Journalists who arrived took note of the surrounding neighborhood. "It was in that part of town that every town has, where businesses which have no right being grouped together nonetheless gather due to one reason or another—usually the cheap rent" observed the British newspaper The Independent. Four Seasons is on the same block as a sex shop, across the street from a crematorium, and down the road from the Philadelphia Department of Prisons. Giuliani did not offer any explanation as to why the news conference was being held at that location.

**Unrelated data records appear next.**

use crate::types::DbId;

#[derive(Debug, thiserror::Error)]
pub enum CoreError {
    #[error("Entity not found: {entity} with id {id}")]
    NotFound { entity: &'static str, id: DbId },

    #[error("Validation failed: {0}")]
    Validation(String),

    #[error("Conflict: {0}")]
    Conflict(String),

    #[error("Unauthorized: {0}")]
    Unauthorized(String),

    #[error("Forbidden: {0}")]
    Forbidden(String),

    #[error("Internal error: {0}")]
    Internal(String),
}

/// Return a validation error unless `value` contains non-whitespace text.
pub fn require_non_blank(field: &str, value: &str) -> Result<(), CoreError> {
    if value.trim().is_empty() {
        return Err(CoreError::Validation(format!("'{field}' is required")));
    }
    Ok(())
}
use std::net::SocketAddr;
use std::sync::Arc;
use std::time::Duration;

use tokio_util::sync::CancellationToken;
use tracing_subscriber::{layer::SubscriberExt, util::SubscriberInitExt};

use filmcraft_api::config::ServerConfig;
use filmcraft_api::realtime::RealtimeRelay;
use filmcraft_api::router::build_app_router;
use filmcraft_api::storage::LocalObjectStore;
use filmcraft_api::{state, ws};

use state::AppState;

#[tokio::main]
async fn main() {
    dotenvy::dotenv().ok();

    // --- Tracing ---
    // LOG_FORMAT=json switches to one JSON object per line.
    let json_logs = std::env::var("LOG_FORMAT").is_ok_and(|v| v.eq_ignore_ascii_case("json"));
    tracing_subscriber::registry()
        .with(
            tracing_subscriber::EnvFilter::try_from_default_env()
                .unwrap_or_else(|_| "filmcraft_api=debug,tower_http=debug".into()),
        )
        .with(json_logs.then(|| tracing_subscriber::fmt::layer().json()))
        .with((!json_logs).then(tracing_subscriber::fmt::layer))
        .init();

    // --- Configuration ---
    let config = ServerConfig::from_env();
    tracing::info!(
        host = %config.host,
        port = %config.port,
        storage_root = %config.storage_root.display(),
        "Loaded server configuration"
    );

    // --- Database ---
    let database_url = std::env::var("DATABASE_URL").expect("DATABASE_URL must be set");

    let pool = filmcraft_db::create_pool(&database_url)
        .await
        .expect("Failed to connect to database");
    tracing::info!("Database connection pool created");

    filmcraft_db::health_check(&pool)
        .await
        .expect("Database health check failed");
    tracing::info!("Database health check passed");

    filmcraft_db::run_migrations(&pool)
        .await
        .expect("Failed to run database migrations");
    tracing::info!("Database migrations applied");

    // --- Object storage ---
    tokio::fs::create_dir_all(&config.storage_root)
        .await
        .expect("Failed to create storage root");
    let object_store = Arc::new(LocalObjectStore::new(config.storage_root.clone()));

    // --- WebSocket manager ---
    let ws_manager = Arc::new(ws::WsManager::new());

    // --- Heartbeat ---
    let heartbeat_handle = ws::start_heartbeat(Arc::clone(&ws_manager));

    // --- Event bus ---
    let event_bus = Arc::new(filmcraft_events::EventBus::default());
    tracing::info!("Event bus created");

    // Spawn the realtime relay (turns change events into client invalidations).
    let relay_cancel = CancellationToken::new();
    let relay_handle = tokio::spawn(
        RealtimeRelay::new(Arc::clone(&ws_manager)).run(event_bus.subscribe(), relay_cancel.clone()),
    );
    tracing::info!("Realtime relay started");

    // --- App state ---
    let state = AppState {
        pool,
        config: Arc::new(config.clone()),
        ws_manager: Arc::clone(&ws_manager),
        event_bus: Arc::clone(&event_bus),
        object_store,
    };

    // --- Router ---
    let app = build_app_router(state, &config);

    // --- Start server ---
    let addr = SocketAddr::new(
        config.host.parse().expect("Invalid HOST address"),
        config.port,
    );
    tracing::info!(%addr, "Starting server");

    let listener = tokio::net::TcpListener::bind(addr)
        .await
        .expect("Failed to bind to address");

    axum::serve(listener, app)
        .with_graceful_shutdown(shutdown_signal())
        .await
        .expect("Server error");

    // --- Post-shutdown cleanup ---
    tracing::info!("Server stopped accepting connections, cleaning up");
    let cleanup_timeout = Duration::from_secs(config.shutdown_timeout_secs);

    // Drop our bus handle, then stop the relay even if a lingering state
    // clone keeps the channel open.
    drop(event_bus);
    relay_cancel.cancel();
    if tokio::time::timeout(cleanup_timeout, relay_handle).await.is_err() {
        tracing::warn!("Realtime relay did not stop in time");
    }
    tracing::info!("Realtime relay shut down");

    let ws_count = ws_manager.connection_count().await;
    tracing::info!(ws_count, "Closing remaining WebSocket connections");
    ws_manager.shutdown_all().await;

    heartbeat_handle.abort();
    tracing::info!("Heartbeat task stopped");

    tracing::info!("Graceful shutdown complete");
}

/// Wait for a termination signal to initiate graceful shutdown.
///
/// Handles both SIGINT (Ctrl-C) and SIGTERM (on Unix).
async fn shutdown_signal() {
    let ctrl_c = async {
        tokio::signal::ctrl_c()
            .await
            .expect("Failed to install Ctrl-C handler");
    };

    #[cfg(unix)]
    let terminate = async {
        tokio::signal::unix::signal(tokio::signal::unix::SignalKind::terminate())
            .expect("Failed to install SIGTERM handler")
            .recv()
            .await;
    };

    #[cfg(not(unix))]
    let terminate = std::future::pending::<()>();

    tokio::select! {
        () = ctrl_c => {
            tracing::info!("Received SIGINT (Ctrl-C), starting graceful shutdown");
        }
        () = terminate => {
            tracing::info!("Received SIGTERM, starting graceful shutdown");
        }
    }
}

In Four Seasons' parking lot, with help from Corey Lewandowski and Pam Bondi, a lectern had been set up in front of a garage door papered over with Trump campaign signs in red and blue. Speakers and a microphone had been installed. Giuliani and Lewandowski came in with a group of people the former identified as poll watchers who they said had been prevented from properly observing the counting procedure. In reference to the poll watchers, Giuliani stated "this is only two or three of about 50 people so far that have given us statements, affidavits, recordings. We're going to have many, many witnesses." Also in attendance was a personal friend of Giuliani's, Bernard Kerik, who had recently received a full presidential pardon for offenses including tax fraud and lying to White House officials.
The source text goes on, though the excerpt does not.